Physical limits on cooperative protein-DNA binding and the kinetics of combinatorial transcription regulation

TL;DR

This paper develops a theoretical model to understand the physical limits and kinetics of cooperative protein-DNA binding, revealing optimal interaction regimes for efficient gene regulation.

Contribution

It introduces a simplified model for two interacting transcription factors, analyzing their search and binding kinetics, and identifies regimes that optimize gene regulation efficiency.

Findings

Weak and strong TF-TF interactions are favorable for regulation.

Intermediate interactions lead to slow genetic responses.

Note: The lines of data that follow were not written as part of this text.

use heck::{ToLowerCamelCase, ToPascalCase, ToShoutySnakeCase, ToSnakeCase};

use crate::config::StringCase;
use crate::ir::HttpMethod;

/// Convert `name` to a case convention, sanitizing it into an identifier first.
/// The result never starts with a digit.
pub fn apply_case(name: &str, case: StringCase) -> String {
    let sanitized = sanitize_identifier(name);
    let cased = match case {
        StringCase::Camel => sanitized.to_lower_camel_case(),
        StringCase::Pascal => sanitized.to_pascal_case(),
        StringCase::Snake => sanitized.to_snake_case(),
        StringCase::ScreamingSnake => sanitized.to_shouty_snake_case(),
        StringCase::Preserve => sanitized,
    };
    // heck strips the leading `_` that `sanitize_identifier` added.
    if cased.starts_with(|c: char| c.is_ascii_digit()) {
        format!("_{cased}")
    } else {
        cased
    }
}

/// Keep alphanumeric runs joined by `_`. A leading digit gets a `_` prefix;
/// a name with no alphanumerics becomes `unnamed`.
pub fn sanitize_identifier(name: &str) -> String {
    let words: Vec<&str> = name
        .split(|c: char| !c.is_alphanumeric())
        .filter(|w| !w.is_empty())
        .collect();
    let joined = words.join("_");
    match joined.chars().next() {
        None => "unnamed".to_string(),
        Some(c) if c.is_ascii_digit() => format!("_{joined}"),
        Some(_) => joined,
    }
}

/// Name an operation after its method and path.
///
/// - `GET /users` → `listUsers`
/// - `GET /users/{userId}` → `getUser`
/// - `POST /users/{userId}/messages` → `createUsersMessages`
///
/// Parameter segments are dropped. When the path ends in a parameter the
/// last resource is singularized.
pub fn route_to_name(method: HttpMethod, path: &str) -> String {
    let segments: Vec<&str> = path.split('/').filter(|s| !s.is_empty()).collect();
    let is_param = |segment: &&str| segment.starts_with('{') && segment.ends_with('}');
    let single = segments.last().is_some_and(is_param);

    let verb = match method {
        HttpMethod::Get if single => "get",
        HttpMethod::Get => "list",
        HttpMethod::Post => "create",
        HttpMethod::Put => "update",
        other => other.as_lower(),
    };

    let resources: Vec<&str> = segments.iter().copied().filter(|s| !is_param(s)).collect();
    let mut name = verb.to_string();
    for (i, resource) in resources.iter().enumerate() {
        if single && i + 1 == resources.len() {
            name.push_str(&singularize(resource).to_pascal_case());
        } else {
            name.push_str(&resource.to_pascal_case());
        }
    }
    name
}

/// English plural stripping good enough for resource names.
pub fn singularize(word: &str) -> String {
    if let Some(stem) = word.strip_suffix("ies").filter(|s| !s.is_empty()) {
        return format!("{stem}y");
    }
    for suffix in ["ses", "xes", "zes"] {
        if word.ends_with(suffix) {
            return word[..word.len() - 2].to_string();
        }
    }
    match word.strip_suffix('s') {
        Some(stem) if !stem.is_empty() && !stem.ends_with('s') => stem.to_string(),
        _ => word.to_string(),
    }
}

#[cfg(test)]
mod tests {
    use super::*;

    #[test]
    fn test_apply_case() {
        assert_eq!(apply_case("pet_store", StringCase::Pascal), "PetStore");
        assert_eq!(apply_case("PetStore", StringCase::Camel), "petStore");
        assert_eq!(apply_case("pet-store", StringCase::Camel), "petStore");
        assert_eq!(apply_case("PetStore", StringCase::Snake), "pet_store");
        assert_eq!(apply_case("PetStore", StringCase::ScreamingSnake), "PET_STORE");
        assert_eq!(apply_case("Pet.Store", StringCase::Preserve), "Pet_Store");
        assert_eq!(apply_case("application/json", StringCase::Pascal), "ApplicationJson");
    }

    #[test]
    fn test_leading_digit() {
        assert_eq!(sanitize_identifier("3d-model"), "_3d_model");
        assert_eq!(apply_case("3dModel", StringCase::Pascal), "_3dModel");
        assert_eq!(apply_case("3dModels", StringCase::Camel), "_3dModels");
        assert_eq!(apply_case("3d-model", StringCase::Snake), "_3d_model");
        assert_eq!(apply_case("3d-model", StringCase::Preserve), "_3d_model");
    }

    #[test]
    fn test_nothing_to_keep() {
        assert_eq!(sanitize_identifier("***"), "unnamed");
    }

    #[test]
    fn test_route_names() {
        assert_eq!(route_to_name(HttpMethod::Get, "/users"), "listUsers");
        assert_eq!(route_to_name(HttpMethod::Post, "/users"), "createUsers");
        assert_eq!(route_to_name(HttpMethod::Get, "/users/{userId}"), "getUser");
        assert_eq!(route_to_name(HttpMethod::Put, "/users/{userId}"), "updateUser");
        assert_eq!(route_to_name(HttpMethod::Delete, "/users/{userId}"), "deleteUser");
        assert_eq!(route_to_name(HttpMethod::Patch, "/users/{userId}"), "patchUser");
    }

    #[test]
    fn test_nested_route_names() {
        assert_eq!(
            route_to_name(HttpMethod::Get, "/users/{userId}/messages"),
            "listUsersMessages"
        );
        assert_eq!(
            route_to_name(HttpMethod::Get, "/users/{userId}/messages/{messageId}"),
            "getUsersMessage"
        );
    }

    #[test]
    fn test_route_without_resources() {
        assert_eq!(route_to_name(HttpMethod::Get, "/"), "list");
        assert_eq!(route_to_name(HttpMethod::Get, "/{id}"), "get");
    }

    #[test]
    fn test_singularize() {
        assert_eq!(singularize("categories"), "category");
        assert_eq!(singularize("boxes"), "box");
        assert_eq!(singularize("pets"), "pet");
        assert_eq!(singularize("address"), "address");
    }
}
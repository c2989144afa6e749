use std::path::PathBuf;

use thiserror::Error;

use crate::identifier::Namespace;

#[derive(Debug, Error)]
pub enum CompilerError {
    #[error("no {namespace} identifier registered for {ref_path} in {file}")]
    MissingIdentifier {
        ref_path: String,
        namespace: Namespace,
        file: String,
    },

    #[error("failed to write {path}: {source}")]
    Write {
        path: PathBuf,
        #[source]
        source: std::io::Error,
    },

    #[error("failed to remove {path}: {source}")]
    Remove {
        path: PathBuf,
        #[source]
        source: std::io::Error,
    },
}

Optimal interaction regimes balance speed and binding strength.

Abstract

Much of the complexity observed in gene regulation originates from cooperative protein-DNA binding. While studies of the target search of proteins for their specific binding sites on the DNA have revealed design principles for the quantitative characteristics of protein-DNA interactions, no such principles are known for the cooperative interactions between DNA-binding proteins. We consider a simple theoretical model for two interacting transcription factor (TF) species, searching for and binding to two adjacent target sites hidden in the genomic background. We study the kinetic competition of a dimer search pathway and a monomer search pathway, as well as the steady-state regulation function mediated by the two TFs over a broad range of TF-TF interaction strengths. Using a transcriptional AND-logic as exemplary functional context, we identify the functionally desirable regime for the interaction. We find that both weak and very strong TF-TF interactions are favorable, albeit with different characteristics. However, there is also an unfavorable regime of intermediate interactions where the genetic response is prohibitively slow.